Disney’s “Star Wars: The Bad Batch” offers a lot to Star Wars fans, especially those who loved “The Clone Wars” and “Rebels” TV shows. However, its greatest strength is also its greatest flaw because the show relies on fans’ previous knowledge of the Star Wars universe a bit too much, and the many cameos from characters that appear in other Star Wars shows may put off new Star Wars fans. That being said, the show still has quite a lot to offer even if you are not a Star Wars expert.


At the time of writing, the show has premiered 14 of its 16 episodes that follow the adventures of the titular Bad Batch formerly known as Clone Force 99, a group of defective clones with desirable genetic defects. The Bad Batch consists of Hunter, with enhanced senses; Crosshair, with enhanced accuracy; Wrecker, with enhanced strength; Tech, with advanced cognitive functions; Echo the cyborg and newcomer Omega. Their advantageous genetic defects allow them to overcome their programming and the dreaded Order 66 that turned the Clones against the Jedi.  

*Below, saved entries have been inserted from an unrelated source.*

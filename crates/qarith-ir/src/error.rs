//! Error types for the IR crate.

use crate::qubit::QubitId;
use thiserror::Error;

/// Errors that can occur in IR operations.
#[derive(Debug, Clone, PartialEq, Eq, Error)]
#[non_exhaustive]
pub enum IrError {
    /// An operand index is not below the circuit's qubit count.
    #[error("Qubit {qubit} out of range for a {num_qubits}-qubit circuit{}", format_gate_context(.gate_name))]
    QubitOutOfRange {
        /// The offending qubit.
        qubit: QubitId,
        /// Total qubits in the circuit.
        num_qubits: u32,
        /// Optional gate name for context.
        gate_name: Option<String>,
    },

    /// Duplicate qubit in operation.
    #[error("Duplicate qubit {qubit} in operation{}", format_gate_context(.gate_name))]
    DuplicateQubit {
        /// The duplicate qubit.
        qubit: QubitId,
        /// Optional gate name for context.
        gate_name: Option<String>,
    },

    /// Gate requires a different number of target qubits.
    #[error("Gate '{gate_name}' requires {expected} target qubits, got {got}")]
    QubitCountMismatch {
        /// Name of the gate.
        gate_name: String,
        /// Expected number of targets.
        expected: usize,
        /// Actual number of targets provided.
        got: usize,
    },

    /// Gate cannot carry this many controls.
    #[error("Gate '{gate_name}' supports at most {max} controls, got {got}")]
    UnsupportedControls {
        /// Name of the gate.
        gate_name: String,
        /// Maximum number of controls.
        max: usize,
        /// Actual number of controls.
        got: usize,
    },

    /// Permutation table is not a bijection over its register.
    #[error("Invalid permutation: {0}")]
    InvalidPermutation(String),

    /// A sub-circuit does not fit into the circuit it is composed with.
    #[error("Circuit width mismatch: expected at most {expected} qubits, got {got}")]
    WidthMismatch {
        /// Width available.
        expected: u32,
        /// Width required.
        got: u32,
    },
}

/// Helper function to format optional gate context.
#[allow(clippy::ref_option)]
fn format_gate_context(gate_name: &Option<String>) -> String {
    match gate_name {
        Some(name) => format!(" (gate: {name})"),
        None => String::new(),
    }
}

/// Result type for IR operations.
pub type IrResult<T> = Result<T, IrError>;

The show starts at the end of the Clone Wars chronologically, but also symbolically. The Bad Batch is very much a spiritual successor to “The Clone Wars” and “Rebels” shows. In fact, most of the main cast has previously appeared in the former series. The connection between this show and the others is clear both visually and thematically. While the animation of the Bad Batch has clearly come a long way from the early Clone Wars seasons that premiered in 2008, it still looks similar enough to connect the two shows visually. Another connection between the shows is Dave Filoni who not only created The Bad Batch, but has previously worked on both “The Clone Wars” and “Rebels” TV shows. Filoni’s mark is most evident with the show’s many cameos from characters that originate from his two previous series like Captain Rex, Hera Syndulla and Cad Bane, just to name a few. The many cameos highlight the issue with the show’s reliance on its audience’s knowledge of the Star Wars Universe. While a longtime fan like me would recognize Caleb Dume, anyone else watching the first episode of the Bad Batch might not recognize who this character is or his importance in “Rebels.”

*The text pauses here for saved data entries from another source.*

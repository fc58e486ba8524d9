//! Classical elliptic-curve arithmetic over a small prime field.
//!
//! Used to pick constants at synthesis time and to check circuits in tests.

use serde::{Deserialize, Serialize};

use crate::config::{CurveParams, ModulusConfig};
use crate::error::{SynthResult, SynthesisError};

/// An affine point or the point at infinity.
#[derive(Debug, Clone, Copy, PartialEq, Eq, Hash, Serialize, Deserialize)]
pub enum AffinePoint {
    /// The group identity.
    Identity,
    /// A finite point `(x, y)` with reduced coordinates.
    Finite {
        /// x coordinate.
        x: u64,
        /// y coordinate.
        y: u64,
    },
}

impl AffinePoint {
    /// Finite point shorthand.
    pub fn new(x: u64, y: u64) -> Self {
        AffinePoint::Finite { x, y }
    }

    /// Register encoding; the identity is stored as (0, 0).
    pub fn encode(self) -> (u64, u64) {
        match self {
            AffinePoint::Identity => (0, 0),
            AffinePoint::Finite { x, y } => (x, y),
        }
    }

    /// Inverse of [`AffinePoint::encode`].
    pub fn decode(x: u64, y: u64) -> Self {
        if x == 0 && y == 0 {
            AffinePoint::Identity
        } else {
            AffinePoint::Finite { x, y }
        }
    }

    /// Check if this is the identity.
    pub fn is_identity(self) -> bool {
        matches!(self, AffinePoint::Identity)
    }
}

/// A validated curve with its field configuration.
#[derive(Debug, Clone, Copy, PartialEq, Eq)]
pub struct Curve {
    params: CurveParams,
    field: ModulusConfig,
}

impl Curve {
    /// Validate `params` and size registers for its field.
    pub fn new(params: CurveParams) -> SynthResult<Self> {
        let field = ModulusConfig::new(params.modulus)?;
        Self::with_field(params, field)
    }

    /// Validate `params` against an explicit field configuration.
    pub fn with_field(params: CurveParams, field: ModulusConfig) -> SynthResult<Self> {
        params.validate(&field)?;
        Ok(Self { params, field })
    }

    /// Curve coefficients.
    pub fn params(&self) -> &CurveParams {
        &self.params
    }

    /// Field configuration.
    pub fn field(&self) -> &ModulusConfig {
        &self.field
    }

    /// Check if `point` satisfies the curve equation.
    pub fn contains(&self, point: AffinePoint) -> bool {
        match point {
            AffinePoint::Identity => true,
            AffinePoint::Finite { x, y } => {
                let f = &self.field;
                if x >= f.p() || y >= f.p() {
                    return false;
                }
                let rhs = f.add(
                    f.add(f.mul(f.mul(x, x), x), f.mul(self.params.a, x)),
                    self.params.b,
                );
                f.mul(y, y) == rhs
            }
        }
    }

    /// Reject points not on the curve.
    pub fn ensure_contains(&self, point: AffinePoint) -> SynthResult<()> {
        if self.contains(point) {
            return Ok(());
        }
        let (x, y) = point.encode();
        Err(SynthesisError::InvalidPoint { x, y })
    }

    /// `-P`.
    pub fn neg(&self, point: AffinePoint) -> AffinePoint {
        match point {
            AffinePoint::Identity => AffinePoint::Identity,
            AffinePoint::Finite { x, y } => AffinePoint::new(x, self.field.neg(y)),
        }
    }

    /// Group law: chord through distinct points, tangent when they coincide.
    pub fn add(&self, p: AffinePoint, q: AffinePoint) -> AffinePoint {
        let f = &self.field;
        let (x1, y1, x2, y2) = match (p, q) {
            (AffinePoint::Identity, _) => return q,
            (_, AffinePoint::Identity) => return p,
            (AffinePoint::Finite { x: x1, y: y1 }, AffinePoint::Finite { x: x2, y: y2 }) => {
                (x1, y1, x2, y2)
            }
        };
        if x1 == x2 && f.add(y1, y2) == 0 {
            return AffinePoint::Identity;
        }
        let (num, den) = if x1 == x2 {
            let x_sq = f.mul(x1, x1);
            (f.add(f.mul(3, x_sq), self.params.a), f.mul(2, y1))
        } else {
            (f.sub(y2, y1), f.sub(x2, x1))
        };
        // `den` is non-zero here: equal x with y1 = -y1 was handled above.
        let lambda = f.mul(num, f.inv(den).unwrap_or(0));
        let x3 = f.sub(f.sub(f.mul(lambda, lambda), x1), x2);
        let y3 = f.sub(f.mul(lambda, f.sub(x1, x3)), y1);
        AffinePoint::new(x3, y3)
    }

    /// `2P`.
    pub fn double(&self, point: AffinePoint) -> AffinePoint {
        self.add(point, point)
    }

    /// `kP` by double-and-add.
    pub fn mul(&self, mut k: u64, point: AffinePoint) -> AffinePoint {
        let mut acc = AffinePoint::Identity;
        let mut base = point;
        while k > 0 {
            if k & 1 == 1 {
                acc = self.add(acc, base);
            }
            base = self.double(base);
            k >>= 1;
        }
        acc
    }

    /// Every point of the group, identity first, then by `(x, y)`.
    pub fn points(&self) -> Vec<AffinePoint> {
        let p = self.field.p();
        std::iter::once(AffinePoint::Identity)
            .chain((0..p).flat_map(|x| (0..p).map(move |y| AffinePoint::new(x, y))))
            .filter(|&pt| self.contains(pt))
            .collect()
    }
}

Despite this minor flaw, Bad Batch actually offers quite a lot to both hardcore and newer fans. For example, unlike the morally black and white Dark Side versus Light Side dynamic featured in most Star Wars movies, the Bad Batch is full of moral quandaries that show the galaxy as more morally grey. After fleeing their homeworld of Kamino, the Batch become mercenaries in order to survive. Each episode tends to focus on a single mission but also highlights the aftermath of the Clone Wars and the many changes the people of the galaxy face with the new empire. A few of the Batch’s planet-hopping escapades bring them to worlds that present hard choices, forcing the characters to reevaluate their priorities and values. One example is the planet Raxus, the former capital of the Separatists, where the Bad Batch are sent to save a former Seperatist senator, someone who fans will remember was on the opposing side that fought against the Republic in the Clone Wars. Unlike “The Clone Wars” TV show, which portrays the Separatists primarily as villains, this episode portrays the citizens of the now former Seperatist Alliance in a more favorable light. Raxus Senator Avi Singh seems to genuinely care about his people, something that the new empire clearly does not. Another ongoing plot point involves Crosshair, the only member of the Batch who followed order 66, as he commits increasingly grievous acts out of blind loyalty to the Empire. His ongoing feud with his brothers leaves a rift between the clones.


The show’s greatest strength is its characters, most of which are portrayed by Dee Bradley Baker, who somehow voices all of the clones each with their own mannerisms and vocal tones in a way that distinguishes each of them as individuals. However, the group’s dynamic with Omega, voiced by Michelle Ang, is the clear highlight of the series. While dealing with morally grey situations that call for tough decisions, Omega serves as the heart of the group and keeps the Bad Batch honest and honorable. 


The show does require some knowledge of the greater “Star Wars” universe to truly appreciate, as it is clearly a show meant for “Star Wars” fans. The excellent animation and action pairs well with a complex and morally grey narrative. You may need to watch a few other series before you can fully appreciate the Bad Batch, but the good news is that all the shows you need to watch are conveniently also on Disney+. Clever marketing aside, “Star Wars: The Bad Batch” is an excellent show with a lot of depth and potential for anyone who grew up watching “The Clone Wars” and “Rebels” TV shows. It may not be universally accessible, but it’s still an excellent addition to the “Star Wars” universe.